80s This decade saw the introduction of inexpensive personal computers. In libraries – Card catalogs are replaced by OPACs allowing non- specialists access to online information. – Online information started to use full text.
full-text retrieval In the scientific abstract databases full-text is not that important. But in legal databases, it is. Lexis were the first to provide full-text access. Later they were followed by the newspapers. They were among the first non-reference publishers to adopt computerized typesetting. These databases contained text only.
research effort The vector model was still the start, but researcher tried to using dictionaries to disambiguate terms in documents and queries. Some work was done on bi-lingual retrieval. Some work was done on part of speech assignments. Research made no impact on real-world commercial systems.

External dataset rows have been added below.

//! Snapshot-swapped rating store for online updates
//!
//! Readers take an `Arc` snapshot and never observe a half-applied write.
//! Writers build the next store off to the side and install it under the
//! write lock.

use std::sync::{Arc, RwLock, RwLockReadGuard, RwLockWriteGuard};
use tracing::debug;

use super::{Rating, RatingStore};
use crate::error::{RecommenderError, Result};

#[derive(Debug, Clone, Default)]
pub struct SharedRatingStore {
    current: Arc<RwLock<Arc<RatingStore>>>,
}

impl SharedRatingStore {
    pub fn new(store: RatingStore) -> Self {
        Self {
            current: Arc::new(RwLock::new(Arc::new(store))),
        }
    }

    /// Current immutable snapshot
    pub fn snapshot(&self) -> Arc<RatingStore> {
        let guard = self.read();
        Arc::clone(&*guard)
    }

    /// Install a fully built store, returning the one it replaced
    pub fn replace(&self, store: RatingStore) -> Arc<RatingStore> {
        let mut guard = self.write();
        std::mem::replace(&mut *guard, Arc::new(store))
    }

    /// Apply `f` to a copy of the current store and publish the result.
    ///
    /// Nothing is published when `f` fails.
    pub fn update<T, F>(&self, f: F) -> Result<T>
    where
        F: FnOnce(&mut RatingStore) -> Result<T>,
    {
        let mut guard = self.write();
        let mut next = RatingStore::clone(&**guard);
        let out = f(&mut next)?;
        *guard = Arc::new(next);
        Ok(out)
    }

    /// Insert or overwrite a single rating
    pub fn upsert(&self, rating: Rating) -> Result<Option<f64>> {
        let previous = self.update(|store| store.insert(rating))?;
        debug!(
            user_id = rating.user_id,
            item_id = rating.item_id,
            value = rating.value,
            replaced = previous.is_some(),
            "Rating upserted"
        );
        Ok(previous)
    }

    /// Insert a batch atomically: either every rating is published or none is
    pub fn upsert_all<I>(&self, ratings: I) -> Result<usize>
    where
        I: IntoIterator<Item = Rating>,
    {
        self.update(|store| {
            let mut count = 0;
            for rating in ratings {
                store.insert(rating).map_err(|e| match e {
                    RecommenderError::InvalidQuery(reason) => RecommenderError::InvalidQuery(
                        format!("rating #{} rejected: {}", count + 1, reason),
                    ),
                    other => other,
                })?;
                count += 1;
            }
            Ok(count)
        })
    }

    // The guarded value is only ever swapped whole, so a poisoned lock still
    // holds a consistent snapshot.
    fn read(&self) -> RwLockReadGuard<'_, Arc<RatingStore>> {
        self.current
            .read()
            .unwrap_or_else(|poisoned| poisoned.into_inner())
    }

    fn write(&self) -> RwLockWriteGuard<'_, Arc<RatingStore>> {
        self.current
            .write()
            .unwrap_or_else(|poisoned| poisoned.into_inner())
    }
}

#[cfg(test)]
mod tests {
    use super::*;
    use std::thread;

    fn base_store() -> RatingStore {
        [Rating::new(1, 101, 5.0), Rating::new(2, 101, 3.0)]
            .into_iter()
            .collect()
    }

    #[test]
    fn test_snapshot_is_isolated_from_later_writes() {
        let shared = SharedRatingStore::new(base_store());
        let before = shared.snapshot();

        shared.upsert(Rating::new(1, 102, 4.0)).unwrap();

        assert_eq!(before.rating(1, 102), None);
        assert_eq!(shared.snapshot().rating(1, 102), Some(4.0));
    }

    #[test]
    fn test_failed_batch_publishes_nothing() {
        let shared = SharedRatingStore::new(base_store());

        let result = shared.upsert_all(vec![
            Rating::new(3, 101, 1.0),
            Rating::new(-3, 101, 1.0),
        ]);

        assert!(result.is_err());
        assert!(!shared.snapshot().has_user(3));
    }

    #[test]
    fn test_replace_returns_previous() {
        let shared = SharedRatingStore::new(base_store());
        let old = shared.replace(RatingStore::new());

        assert_eq!(old.len(), 2);
        assert!(shared.snapshot().is_empty());
    }

    #[test]
    fn test_concurrent_readers_see_complete_snapshots() {
        let shared = SharedRatingStore::new(RatingStore::new());

        let writer = {
            let shared = shared.clone();
            thread::spawn(move || {
                for item in 0..50 {
                    shared
                        .upsert_all(vec![Rating::new(1, item, 1.0), Rating::new(2, item, 1.0)])
                        .unwrap();
                }
            })
        };

        let readers: Vec<_> = (0..4)
            .map(|_| {
                let shared = shared.clone();
                thread::spawn(move || {
                    for _ in 0..100 {
                        let snapshot = shared.snapshot();
                        // Batches always add one rating for each user
                        assert_eq!(
                            snapshot.items_rated_by(1).len(),
                            snapshot.items_rated_by(2).len()
                        );
                    }
                })
            })
            .collect();

        writer.join().unwrap();
        for reader in readers {
            reader.join().unwrap();
        }
        assert_eq!(shared.snapshot().len(), 100);
    }
}
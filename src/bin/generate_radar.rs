// Radar, bar and line chart entry point
//
// Purpose: render family_radar.png, step_difficulty.png and version_timeline.png
// Usage: cargo run --bin generate_radar -- [--root DIR]

use clap::Parser;
use pipeline_eval_scorer::aggregates::step_averages;
use pipeline_eval_scorer::charts::{render_family_radar, render_step_difficulty, render_version_timeline};
use pipeline_eval_scorer::{logging, version_trajectories, ChartConfig, EvalError, RootArgs, ScoringMatrix};

#[derive(Parser)]
#[command(about = "Generate dimension radar, step difficulty and version timeline charts.")]
struct Cli {
    #[command(flatten)]
    root: RootArgs,
}

fn main() -> anyhow::Result<()> {
    logging::init_tracing();
    let cli = Cli::parse();
    let paths = cli.root.paths();
    let config = ChartConfig::default();

    let matrix = match ScoringMatrix::load(&paths.scoring_matrix()) {
        Ok(matrix) => matrix,
        Err(EvalError::MissingInputFile(path)) => {
            println!("Error: {} not found.", path.display());
            std::process::exit(1);
        }
        Err(e) => return Err(e.into()),
    };

    let radar = paths.family_radar();
    render_family_radar(&matrix, &radar, &config)?;
    println!("Family radars saved to {}", radar.display());

    let bars = paths.step_difficulty();
    render_step_difficulty(&step_averages(&matrix), &bars, &config)?;
    println!("Step difficulty chart saved to {}", bars.display());

    let timeline = paths.version_timeline();
    render_version_timeline(&version_trajectories(&matrix), &timeline, &config)?;
    println!("Timeline chart saved to {}", timeline.display());

    Ok(())
}
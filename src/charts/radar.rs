//! Per-family radar of dimension means
//!
//! One panel per family (OpenAI, Claude, Gemini). Axes start at 12 o'clock
//! and run clockwise in dimension order.

use super::palette::{self, GRID_LINE, RING_TEXT, TITLE};
use super::{bold, font, render_to, smaller, DrawResult};
use crate::aggregates::{family_dimension_profiles, VersionProfile};
use crate::catalog::ModelFamily;
use crate::config::ChartConfig;
use crate::data::ScoringMatrix;
use crate::error::Result;
use crate::scorer::{Dimension, DIMENSION_COUNT};
use plotters::coord::Shift;
use plotters::prelude::*;
use plotters::style::text_anchor::{HPos, Pos, VPos};
use std::f64::consts::PI;
use std::path::Path;

const RINGS: [f64; 4] = [0.25, 0.5, 0.75, 1.0];
const EXTENT: f64 = 1.45;

/// Unit vector for dimension `k`
fn axis(k: usize) -> (f64, f64) {
    let theta = PI / 2.0 - 2.0 * PI * k as f64 / DIMENSION_COUNT as f64;
    (theta.cos(), theta.sin())
}

/// Polygon vertices for a profile; dimensions without data sit at the centre
fn vertices(profile: &VersionProfile) -> Vec<(f64, f64)> {
    profile
        .means
        .iter()
        .enumerate()
        .map(|(k, mean)| {
            let r = mean.unwrap_or(0.0);
            let (dx, dy) = axis(k);
            (r * dx, r * dy)
        })
        .collect()
}

/// Render the three family panels to `path`
pub fn render_family_radar(matrix: &ScoringMatrix, path: &Path, config: &ChartConfig) -> Result<()> {
    let panels: Vec<(ModelFamily, Vec<VersionProfile>)> = ModelFamily::ALL
        .iter()
        .map(|&family| (family, family_dimension_profiles(matrix, family)))
        .collect();
    render_to(path, "family_radar", |p| draw_radars(&panels, p, config))
}

fn draw_radars(panels: &[(ModelFamily, Vec<VersionProfile>)], path: &Path, config: &ChartConfig) -> DrawResult {
    let root = BitMapBackend::new(path, config.radar_size).into_drawing_area();
    root.fill(&WHITE)?;

    let areas = root.split_evenly((1, panels.len().max(1)));
    for ((family, profiles), area) in panels.iter().zip(areas.iter()) {
        draw_panel(area, *family, profiles, config)?;
    }

    root.present()?;
    Ok(())
}

fn draw_panel(
    area: &DrawingArea<BitMapBackend<'_>, Shift>,
    family: ModelFamily,
    profiles: &[VersionProfile],
    config: &ChartConfig,
) -> DrawResult {
    let mut chart = ChartBuilder::on(area)
        .caption(
            family.display_name(),
            bold(config, smaller(config.caption_size, 6)).color(&TITLE),
        )
        .margin(16)
        .build_cartesian_2d(-EXTENT..EXTENT, -EXTENT..EXTENT)?;

    // Rings and their value labels
    for r in RINGS {
        let ring: Vec<(f64, f64)> = (0..=72)
            .map(|i| {
                let t = 2.0 * PI * i as f64 / 72.0;
                (r * t.cos(), r * t.sin())
            })
            .collect();
        chart.draw_series(std::iter::once(PathElement::new(ring, GRID_LINE.stroke_width(1))))?;
        chart.draw_series(std::iter::once(Text::new(
            format!("{r:.2}"),
            (0.03, r),
            font(config, 11).color(&RING_TEXT).pos(Pos::new(HPos::Left, VPos::Bottom)),
        )))?;
    }

    // Spokes and dimension labels
    for dim in Dimension::ALL {
        let (dx, dy) = axis(dim.index());
        chart.draw_series(std::iter::once(PathElement::new(
            vec![(0.0, 0.0), (dx, dy)],
            GRID_LINE.stroke_width(1),
        )))?;
        let hpos = if dx > 0.2 {
            HPos::Left
        } else if dx < -0.2 {
            HPos::Right
        } else {
            HPos::Center
        };
        chart.draw_series(std::iter::once(Text::new(
            dim.label().to_string(),
            (dx * 1.1, dy * 1.1),
            font(config, 12).color(&BLACK).pos(Pos::new(hpos, VPos::Center)),
        )))?;
    }

    if profiles.is_empty() {
        chart.draw_series(std::iter::once(Text::new(
            "no data".to_string(),
            (0.0, -1.3),
            font(config, 13).color(&RING_TEXT).pos(Pos::new(HPos::Center, VPos::Center)),
        )))?;
        return Ok(());
    }

    let colors = palette::version_colors(profiles.len());
    for (profile, color) in profiles.iter().zip(colors) {
        let points = vertices(profile);
        let mut outline = points.clone();
        outline.push(points[0]);

        chart.draw_series(std::iter::once(Polygon::new(points.clone(), color.mix(0.12).filled())))?;
        chart
            .draw_series(std::iter::once(PathElement::new(outline, color.stroke_width(2))))?
            .label(profile.label.clone())
            .legend(move |(x, y)| PathElement::new(vec![(x, y), (x + 16, y)], color.stroke_width(2)));
        chart.draw_series(points.iter().map(|&p| Circle::new(p, 3, color.filled())))?;
    }

    chart
        .configure_series_labels()
        .position(SeriesLabelPosition::LowerRight)
        .background_style(WHITE.mix(0.85))
        .border_style(GRID_LINE)
        .label_font(font(config, 11))
        .draw()?;

    Ok(())
}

CD ROM In the late 80s the CD-ROM appeared to make a dent in online information retrieval. The CD-ROM fits the standard print publishing model. Sharing CD-ROMs however, proved a nightmare in libraries.
90s The 90s were the decade of the Internet. Online information retrieval become common. The CD-ROM lost out.
integration of graphics The web became compelling as soon as a graphical user interface was introduced by the mosaic browser. This introduced the subject of multimedia information retrieval, largely defined to research experiments before, out in the open.
start of search engines Early search engines looked at the web with the eyes of earlier information retrieval engines. The essentially applied the vector model to the text extracted from web pages. But web pages also contain also pictures and more importantly, links.
Stanford digital library project Run at Stanford between 1995 and 2004 by a group of researchers to “provide an infrastructure that affords interoperability among heterogeneous, autonomous digital library services.” In 1996 as Sergei Brin and Larry Page started to work on a project to analyze the links between web pages.
web information retrieval I argue that web information retrieval is different from conventional retrieval because on the web pages have different intrinsic values. The PageRank algorithm is a simple algorithm to make such values appear.